Relaxé : « Il n’existait pas d’obligation de sécurité particulière imposée. ». Le code de l’aviation ne précise pas de limitation de vitesse ou de modalité de l’atterrissage.

Le texte ne dispose donc pas d’obligation de sécurité.

Jurisprudence de la CA de Paris, 2 arrêts contradictoires :

CA Paris, 17 déc. 1996, RDP 1997, Commentaire n°46

Faits : un individu poursuivi pour avoir laisser divaguer un Pitt Bull (pas d’accident). Le propriétaire est inquiété. Relaxé au motif que l’obligation de sécurité invoquée reposée sur un arrêté municipal d’interdiction général des Pitt Bull sur la commune.

CA : L’arrêté général était donc illégal.

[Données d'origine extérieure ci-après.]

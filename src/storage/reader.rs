//! Padded page reads over a byte source.
//!
//! `PageReader` fixes the page geometry of an image (page size and page
//! count) and turns every read into an exact-length buffer. Short reads are
//! zero-padded; unrecoverable I/O errors are logged once, counted, and
//! degrade to an all-zero buffer so a traversal can still finish.

use crate::error::{InspectError, Result};
use crate::storage::{page_size_from_raw, ByteSource, DatabaseHeader, DB_HEADER_SIZE};
use crate::types::{
    decode_be_uint, is_legal_page_size, PageId, DEFAULT_PAGE_SIZE, MAX_PAGE_SIZE, MIN_PAGE_SIZE,
};
use parking_lot::Mutex;
use std::io;
use std::sync::atomic::{AtomicU64, Ordering};
use tracing::{debug, warn};

/// Offset of the page-size field in the database header
const PAGE_SIZE_OFFSET: u64 = 16;

/// Page-geometry-aware reader over a byte source
pub struct PageReader {
    source: Box<dyn ByteSource>,
    file_size: u64,
    page_size: u32,
    page_count: u32,
    io_errors: AtomicU64,
    last_io_error: Mutex<Option<String>>,
}

impl PageReader {
    /// Create a reader, taking the page size from the file unless overridden.
    ///
    /// Fails only if the size of the source cannot be determined or the
    /// override is not a legal page size.
    pub fn new(source: Box<dyn ByteSource>, page_size_override: Option<u32>) -> Result<Self> {
        let file_size = source.size()?;

        let mut reader = Self {
            source,
            file_size,
            page_size: DEFAULT_PAGE_SIZE,
            page_count: 0,
            io_errors: AtomicU64::new(0),
            last_io_error: Mutex::new(None),
        };

        reader.page_size = match page_size_override {
            Some(size) => {
                validate_page_size(size)?;
                size
            }
            None if file_size < PAGE_SIZE_OFFSET + 2 => DEFAULT_PAGE_SIZE,
            None => {
                let raw = decode_be_uint(&reader.read(PAGE_SIZE_OFFSET, 2), 0, 2);
                page_size_from_raw(raw).unwrap_or_else(|| {
                    warn!(raw, "illegal page size in header, using default");
                    DEFAULT_PAGE_SIZE
                })
            }
        };

        let pages = file_size.div_ceil(u64::from(reader.page_size));
        reader.page_count = u32::try_from(pages).unwrap_or(u32::MAX);

        debug!(
            file_size,
            page_size = reader.page_size,
            page_count = reader.page_count,
            "opened database image"
        );

        Ok(reader)
    }

    /// Page size in bytes
    pub fn page_size(&self) -> u32 {
        self.page_size
    }

    /// Number of pages, `ceil(file_size / page_size)`
    pub fn page_count(&self) -> u32 {
        self.page_count
    }

    /// Size of the underlying image in bytes
    pub fn file_size(&self) -> u64 {
        self.file_size
    }

    /// Check that a page number lies in `[1, page_count]`
    pub fn contains(&self, pgno: PageId) -> bool {
        pgno.value() >= 1 && pgno.value() <= self.page_count
    }

    /// Read exactly `len` bytes at `offset`.
    ///
    /// The tail past end-of-file is zero. On an unrecoverable error the
    /// whole buffer is zero and the error is recorded on this reader.
    pub fn read(&self, offset: u64, len: usize) -> Vec<u8> {
        let mut buf = vec![0u8; len];
        let mut filled = 0;

        while filled < len {
            match self.source.read_at(offset + filled as u64, &mut buf[filled..]) {
                Ok(0) => break,
                Ok(n) => filled += n,
                Err(e) if e.kind() == io::ErrorKind::Interrupted => continue,
                Err(e) => {
                    self.report_io_error(offset, len, &e);
                    buf.fill(0);
                    break;
                }
            }
        }

        buf
    }

    /// Read a whole page, or `None` if the page number is out of range
    pub fn read_page(&self, pgno: PageId) -> Option<Vec<u8>> {
        if !self.contains(pgno) {
            return None;
        }
        Some(self.read(pgno.file_offset(self.page_size), self.page_size as usize))
    }

    /// Read `len` bytes from the start of a page, or `None` if out of range
    pub fn read_page_prefix(&self, pgno: PageId, len: usize) -> Option<Vec<u8>> {
        if !self.contains(pgno) {
            return None;
        }
        Some(self.read(pgno.file_offset(self.page_size), len))
    }

    /// Read and parse the 100-byte database header
    pub fn database_header(&self) -> DatabaseHeader {
        DatabaseHeader::read(&self.read(0, DB_HEADER_SIZE))
    }

    /// Number of unrecoverable I/O errors seen so far
    pub fn io_error_count(&self) -> u64 {
        self.io_errors.load(Ordering::Relaxed)
    }

    /// Message of the most recent unrecoverable I/O error
    pub fn last_io_error(&self) -> Option<String> {
        self.last_io_error.lock().clone()
    }

    fn report_io_error(&self, offset: u64, len: usize, err: &io::Error) {
        let previous = self.io_errors.fetch_add(1, Ordering::Relaxed);
        if previous == 0 {
            warn!(offset, len, error = %err, "read failed, substituting zeroes");
        } else {
            debug!(offset, len, error = %err, "read failed again");
        }
        *self.last_io_error.lock() = Some(err.to_string());
    }
}

/// Check a configured page size against the format's limits
pub fn validate_page_size(size: u32) -> Result<()> {
    if !is_legal_page_size(size) {
        return Err(InspectError::invalid_config(format!(
            "page size must be a power of two in [{}, {}], got {}",
            MIN_PAGE_SIZE, MAX_PAGE_SIZE, size
        )));
    }
    Ok(())
}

Rappel : les tribunaux répressifs apprécient la légalité des arrêtés réglementés si la solution pénale en dépend.

CA Paris, 9 nov. 1995, DP 1996, commentaire n°57.

Faits : les mêmes

CA : l’article R.662-2 du code pénal interdit de laisser divaguer un animal dangereux pour autrui. L’auteur en laissant divaguer son chien, a violé cette obligation de sécurité ? De ce fait il a mis autrui en danger.

Remarque : l’obligation de sécurité est, dans le 2ème arrêt fondée sur un texte.

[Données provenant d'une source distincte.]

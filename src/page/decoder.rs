//! Decoded b-tree pages and the single-slot page decoder.
//!
//! A b-tree page has the following layout:
//! ```text
//! ┌────────────────────────────────────────────────────┐
//! │     (page 1 only) 100-byte database header          │
//! ├────────────────────────────────────────────────────┤
//! │                    Page Header                      │
//! ├────────────────────────────────────────────────────┤
//! │                 Cell Pointer Array                  │
//! │  [ptr0][ptr1][ptr2]...      →                      │
//! ├────────────────────────────────────────────────────┤
//! │                   Unused Area                       │
//! ├────────────────────────────────────────────────────┤
//! │          Cell Content Area (with freeblocks)        │
//! │      ←  [cell2][cell1][cell0]                      │
//! └────────────────────────────────────────────────────┘
//! ```
//!
//! All offsets recorded on a `Page` are absolute within the page buffer.

use crate::page::{CellLayout, PageAnomaly, PageHeader, Region};
use crate::storage::PageReader;
use crate::types::{decode_be_uint, PageId, PageType};
use tracing::trace;

/// Size of a freeblock header: next pointer and block size
const FREEBLOCK_HEADER: usize = 4;

/// A fully decoded b-tree page
#[derive(Debug, Clone, PartialEq, Eq)]
pub struct Page {
    /// Page number (1-based)
    pub pgno: PageId,
    /// Raw page bytes, exactly one page long
    pub data: Vec<u8>,
    /// Decoded b-tree page header
    pub header: PageHeader,
    /// Bytes occupied by the b-tree page header
    pub header_area: Region,
    /// Bytes occupied by the cell pointer array
    pub cell_index_area: Region,
    /// Cell start offsets, in pointer-array order
    pub cell_pointers: Vec<u16>,
    /// Region of each cell, parallel to `cell_pointers`
    pub cells: Vec<Region>,
    /// Gap between the pointer array and the first cell
    pub unused_area: Region,
    /// Freeblock chain in the cell content area
    pub free_blocks: Vec<Region>,
    /// Structural problems found while decoding
    pub anomalies: Vec<PageAnomaly>,
}

impl Page {
    /// Decode a page from the reader.
    ///
    /// Returns `None` if `pgno` is outside `[1, page_count]`.
    pub fn decode(reader: &PageReader, pgno: PageId) -> Option<Self> {
        let data = reader.read_page(pgno)?;
        Some(Self::from_bytes(pgno, data, reader.page_size()))
    }

    /// Decode a page from bytes already read.
    pub fn from_bytes(pgno: PageId, data: Vec<u8>, page_size: u32) -> Self {
        let base = pgno.btree_header_offset();
        let page_len = data.len();
        let header = PageHeader::read(&data, base);
        let page_type = header.page_type;
        let mut anomalies = Vec::new();

        if let PageType::Corrupt(byte) = page_type {
            anomalies.push(PageAnomaly::CorruptType(byte));
        }

        let header_area = Region::new(base, header.size());
        let index_start = header_area.end();

        let room = page_len.saturating_sub(index_start) / 2;
        let declared = header.cell_count as usize;
        let cell_count = declared.min(room);
        if cell_count < declared {
            anomalies.push(PageAnomaly::CellIndexOverflow {
                declared,
                fits: cell_count,
            });
        }
        let cell_index_area = Region::new(index_start, cell_count * 2);
        let index_end = cell_index_area.end();

        let mut cell_pointers = Vec::with_capacity(cell_count);
        let mut cells = Vec::with_capacity(cell_count);
        for index in 0..cell_count {
            let pointer = decode_be_uint(&data, index_start + index * 2, 2) as u16;
            cell_pointers.push(pointer);

            let offset = pointer as usize;
            if offset < index_end || offset >= page_len {
                anomalies.push(PageAnomaly::CellPointerOutOfBounds { index, offset });
                cells.push(Region::new(offset, 0));
                continue;
            }

            let layout = CellLayout::parse(page_type, &data[offset..], page_size);
            let len = layout.size();
            if offset + len > page_len {
                anomalies.push(PageAnomaly::CellExceedsPage { index });
                cells.push(Region::new(offset, page_len - offset));
            } else {
                cells.push(Region::new(offset, len));
            }
        }

        let content_start = cells
            .iter()
            .filter(|cell| cell.len > 0)
            .map(|cell| cell.offset)
            .min()
            .unwrap_or(page_len);
        let unused_area = Region::new(index_end, content_start.saturating_sub(index_end));

        let free_blocks = read_free_blocks(&data, header.first_freeblock, index_end, &mut anomalies);

        Self {
            pgno,
            data,
            header,
            header_area,
            cell_index_area,
            cell_pointers,
            cells,
            unused_area,
            free_blocks,
            anomalies,
        }
    }

    /// Get the page type
    pub fn page_type(&self) -> PageType {
        self.header.page_type
    }

    /// Number of cells actually decoded (declared count clamped to the page)
    pub fn cell_count(&self) -> usize {
        self.cells.len()
    }

    /// Raw bytes of the cell at `index`, or `None` if out of range
    pub fn cell_bytes(&self, index: usize) -> Option<&[u8]> {
        let region = self.cells.get(index)?;
        self.data.get(region.offset..region.end())
    }

    /// Framing of the cell at `index`
    pub fn cell_layout(&self, index: usize, page_size: u32) -> Option<CellLayout> {
        let region = self.cells.get(index)?;
        if region.len == 0 {
            return None;
        }
        Some(CellLayout::parse(
            self.page_type(),
            &self.data[region.offset..],
            page_size,
        ))
    }

    /// Child page pointers of an interior page as `(child_index, pgno)`, in
    /// order, with the right child last at index `cell_count`. Cells whose
    /// pointer fell outside the page contribute no child. Empty for any
    /// other page type.
    pub fn child_pointers(&self) -> Vec<(usize, PageId)> {
        if !self.page_type().is_interior() {
            return Vec::new();
        }
        let mut children: Vec<(usize, PageId)> = self
            .cells
            .iter()
            .enumerate()
            .filter(|(_, cell)| cell.len > 0)
            .map(|(index, cell)| (index, PageId::new(decode_be_uint(&self.data, cell.offset, 4))))
            .collect();
        children.push((self.cells.len(), self.header.right_child));
        children
    }

    /// Whether the type byte is unknown or the structure is damaged
    pub fn is_corrupt(&self) -> bool {
        !self.anomalies.is_empty()
    }
}

fn read_free_blocks(
    data: &[u8],
    first: u16,
    index_end: usize,
    anomalies: &mut Vec<PageAnomaly>,
) -> Vec<Region> {
    let mut blocks = Vec::new();
    let mut next = first as usize;
    let mut previous = 0usize;

    while next != 0 {
        if next < index_end || next + FREEBLOCK_HEADER > data.len() {
            anomalies.push(PageAnomaly::FreeBlockOutOfBounds { offset: next });
            break;
        }
        if next <= previous {
            anomalies.push(PageAnomaly::FreeBlockLoop { offset: next });
            break;
        }

        let size = decode_be_uint(data, next + 2, 2) as usize;
        blocks.push(Region::new(next, size));

        previous = next;
        next = decode_be_uint(data, next, 2) as usize;
    }

    blocks
}

/// Decoder holding at most one decoded page.
///
/// Decoding a different page replaces the slot. The returned reference
/// borrows the decoder, so a view of one page cannot outlive the decode of
/// the next; copy out what must be kept.
#[derive(Debug, Default)]
pub struct PageDecoder {
    slot: Option<Page>,
}

impl PageDecoder {
    /// Create an empty decoder
    pub fn new() -> Self {
        Self { slot: None }
    }

    /// Decode `pgno`, reusing the slot if it already holds that page.
    ///
    /// An out-of-range page number empties the slot and returns `None`.
    pub fn decode(&mut self, reader: &PageReader, pgno: PageId) -> Option<&Page> {
        let cached = self.slot.as_ref().is_some_and(|page| page.pgno == pgno);
        if !cached {
            trace!(%pgno, "decoding page");
            self.slot = Page::decode(reader, pgno);
        }
        self.slot.as_ref()
    }

    /// The page currently held, if any
    pub fn current(&self) -> Option<&Page> {
        self.slot.as_ref()
    }

}

#[cfg(test)]
mod tests {
    use super::*;
    use crate::fixture::{ImageBuilder, PageSpec};
    use crate::record::Value;

    const PAGE: u32 = 1024;

    #[test]
    fn test_leaf_page_regions() {
        let mut image = ImageBuilder::new(PAGE);
        image.add_page(PageSpec::leaf_table(vec![
            (1, vec![Value::Integer(10)]),
            (2, vec![Value::Text(b"abc".to_vec())]),
        ]));
        let reader = image.reader();

        let page = Page::decode(&reader, PageId::new(2)).expect("page 2");
        assert_eq!(page.page_type(), PageType::LeafTable);
        assert_eq!(page.header_area, Region::new(0, 8));
        assert_eq!(page.cell_index_area, Region::new(8, 4));
        assert_eq!(page.cell_count(), 2);
        assert!(page.anomalies.is_empty());

        let first_cell = page.cells.iter().map(|c| c.offset).min().unwrap();
        assert_eq!(page.unused_area, Region::new(12, first_cell - 12));
        // cell 0: len varint, rowid varint, record [2, 1, 10]
        assert_eq!(page.cells[0].len, 1 + 1 + 3);
        assert_eq!(page.cell_bytes(0).unwrap(), &[3, 1, 2, 1, 10]);
    }

    #[test]
    fn test_page_one_header_offset() {
        let mut image = ImageBuilder::new(PAGE);
        image.set_schema(vec![]);
        let reader = image.reader();

        let page = Page::decode(&reader, PageId::FIRST).expect("page 1");
        assert_eq!(page.header_area, Region::new(100, 8));
        assert_eq!(page.page_type(), PageType::LeafTable);
        assert_eq!(page.cell_count(), 0);
        assert_eq!(page.unused_area, Region::new(108, PAGE as usize - 108));
    }

    #[test]
    fn test_interior_children() {
        let mut image = ImageBuilder::new(PAGE);
        let leaf_a = image.add_page(PageSpec::leaf_table(vec![(1, vec![])]));
        let leaf_b = image.add_page(PageSpec::leaf_table(vec![(2, vec![])]));
        let root = image.add_page(PageSpec::interior_table(vec![(leaf_a, 1)], leaf_b));
        let reader = image.reader();

        let page = Page::decode(&reader, root).expect("root");
        assert_eq!(page.header_area.len, 12);
        assert_eq!(page.header.right_child, leaf_b);
        assert_eq!(page.child_pointers(), vec![(0, leaf_a), (1, leaf_b)]);
    }

    #[test]
    fn test_bad_cell_pointer_yields_no_child() {
        let mut data = vec![0u8; PAGE as usize];
        data[0] = 0x05;
        data[3..5].copy_from_slice(&1u16.to_be_bytes());
        data[8..12].copy_from_slice(&2u32.to_be_bytes());
        // the only cell pointer aims into the page header
        data[12..14].copy_from_slice(&8u16.to_be_bytes());

        let page = Page::from_bytes(PageId::new(3), data, PAGE);
        assert_eq!(
            page.anomalies,
            vec![PageAnomaly::CellPointerOutOfBounds { index: 0, offset: 8 }]
        );
        assert_eq!(page.child_pointers(), vec![(1, PageId::new(2))]);
    }

    #[test]
    fn test_tiny_page_size_does_not_overflow() {
        let mut data = vec![0u8; 100];
        data[0] = 0x0D;
        data[3..5].copy_from_slice(&1u16.to_be_bytes());
        data[8..10].copy_from_slice(&10u16.to_be_bytes());
        // payload length 180 and rowid 1, each as a padded 8-byte varint
        data[10..18].copy_from_slice(&[0x80, 0x80, 0x80, 0x80, 0x80, 0x80, 0x81, 0x34]);
        data[18..26].copy_from_slice(&[0x80, 0x80, 0x80, 0x80, 0x80, 0x80, 0x80, 0x01]);

        let page = Page::from_bytes(PageId::new(2), data, 100);
        assert_eq!(page.cell_count(), 1);
        let layout = page.cell_layout(0, 100).expect("cell 0");
        assert_eq!(layout.payload_len, 180);
        assert_eq!(layout.rowid, Some(1));
        assert_eq!(layout.local_len, 0);
        assert!(layout.spills());
        assert_eq!(page.cells[0], Region::new(10, 20));
    }

    #[test]
    fn test_free_block_chain() {
        let mut data = vec![0u8; PAGE as usize];
        data[0] = 0x0D;
        data[1..3].copy_from_slice(&200u16.to_be_bytes());
        data[200..202].copy_from_slice(&300u16.to_be_bytes());
        data[202..204].copy_from_slice(&16u16.to_be_bytes());
        data[300..302].copy_from_slice(&0u16.to_be_bytes());
        data[302..304].copy_from_slice(&8u16.to_be_bytes());

        let page = Page::from_bytes(PageId::new(2), data, PAGE);
        assert_eq!(
            page.free_blocks,
            vec![Region::new(200, 16), Region::new(300, 8)]
        );
        assert!(page.anomalies.is_empty());
    }

    #[test]
    fn test_free_block_loop_is_cut() {
        let mut data = vec![0u8; PAGE as usize];
        data[0] = 0x0D;
        data[1..3].copy_from_slice(&200u16.to_be_bytes());
        data[200..202].copy_from_slice(&200u16.to_be_bytes());

        let page = Page::from_bytes(PageId::new(2), data, PAGE);
        assert_eq!(page.free_blocks.len(), 1);
        assert_eq!(page.anomalies, vec![PageAnomaly::FreeBlockLoop { offset: 200 }]);
    }

    #[test]
    fn test_corrupt_type_and_bad_pointers() {
        let mut data = vec![0u8; PAGE as usize];
        data[0] = 0xFF;
        data[3..5].copy_from_slice(&2u16.to_be_bytes());
        data[8..10].copy_from_slice(&4u16.to_be_bytes());
        data[10..12].copy_from_slice(&2000u16.to_be_bytes());

        let page = Page::from_bytes(PageId::new(3), data, PAGE);
        assert_eq!(page.page_type(), PageType::Corrupt(0xFF));
        assert!(page.is_corrupt());
        assert!(page.anomalies.contains(&PageAnomaly::CorruptType(0xFF)));
        assert!(page
            .anomalies
            .contains(&PageAnomaly::CellPointerOutOfBounds { index: 0, offset: 4 }));
        assert!(page
            .anomalies
            .contains(&PageAnomaly::CellPointerOutOfBounds { index: 1, offset: 2000 }));
        assert_eq!(page.cell_bytes(0), Some(&[][..]));
    }

    #[test]
    fn test_oversized_cell_count_is_clamped() {
        let mut data = vec![0u8; 512];
        data[0] = 0x0D;
        data[3..5].copy_from_slice(&u16::MAX.to_be_bytes());

        let page = Page::from_bytes(PageId::new(2), data, 512);
        assert_eq!(page.cell_count(), (512 - 8) / 2);
        assert!(page.anomalies.contains(&PageAnomaly::CellIndexOverflow {
            declared: u16::MAX as usize,
            fits: 252,
        }));
    }

    #[test]
    fn test_decoder_slot_and_idempotence() {
        let mut image = ImageBuilder::new(PAGE);
        let a = image.add_page(PageSpec::leaf_table(vec![(1, vec![Value::Integer(5)])]));
        let b = image.add_page(PageSpec::leaf_index(vec![vec![Value::Integer(5), Value::Integer(1)]]));
        let reader = image.reader();

        let mut decoder = PageDecoder::new();
        let first = decoder.decode(&reader, a).cloned().expect("page a");
        let again = decoder.decode(&reader, a).cloned().expect("page a");
        assert_eq!(first, again);
        assert_eq!(first, Page::decode(&reader, a).unwrap());

        let other = decoder.decode(&reader, b).expect("page b");
        assert_eq!(other.pgno, b);
        assert_eq!(decoder.current().map(|p| p.pgno), Some(b));

        assert!(decoder.decode(&reader, PageId::new(999)).is_none());
        assert!(decoder.current().is_none());
    }
}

Arrêts sur la circulation routière :

CA de Douais : 26 oct.1994, D.1995, p.172

Faits : Automobiliste dans une voiture en état de marche sur une autoroute sèche, rectiligne, de jour, circulation fluide. Arrêté alors qu’il roulait à 224 km/h. Passe immédiatement devant le tribunal correctionnel de Valencienne. Procédure de la comparution immédiate (ancien : flagrant délit). Délit de mise en danger d’autrui.

Sanction : peine en 1ère instance = peine alternative à l’emprisonnement —> confiscation du véhicule avec exécution immédiate.

Appel : infirme la première instance. Contravention pour excès de vitesse à4000 frs d’amende + Suspension de permis de 6 mois. 19 avril 2000, ch.crim, D.2000, p.631

Refus de condamner pour mise en danger car la CA n’a pas montré en quoi en dehors de l’excès de vitesse il y avait une mise ne danger. Les juges du fond ne peuvent pas condamner pour délit de mise en danger sur la seule constatation d’une vitesse très excessive, ils doivent caractériser un comportement particulier qui s’ajoute au comportement de vitesse.

Donc si les conditions de circulation sont normales, pas de condamnation sur ce fondement.

27 sept. 2000, Ch.crim, D.2000, p.275

Chauffeurs qui font une course automobile, chaussée en mauvais état, dans une cité où jouaient de nombreux enfants. Limite de 40 km/h largement dépassée. Mais pas d’accident.

Délit de mise en danger.

Arrêt 9 mars 1997, ch.crimD.99, IR.p.123

Faits : surfeurs, ski. Piste interdite par arrêté municipal. Corde de signalisation. Le conducteur du télésiège signale de surcroît l’interdit. Pas d’accident. Délit de mise en danger.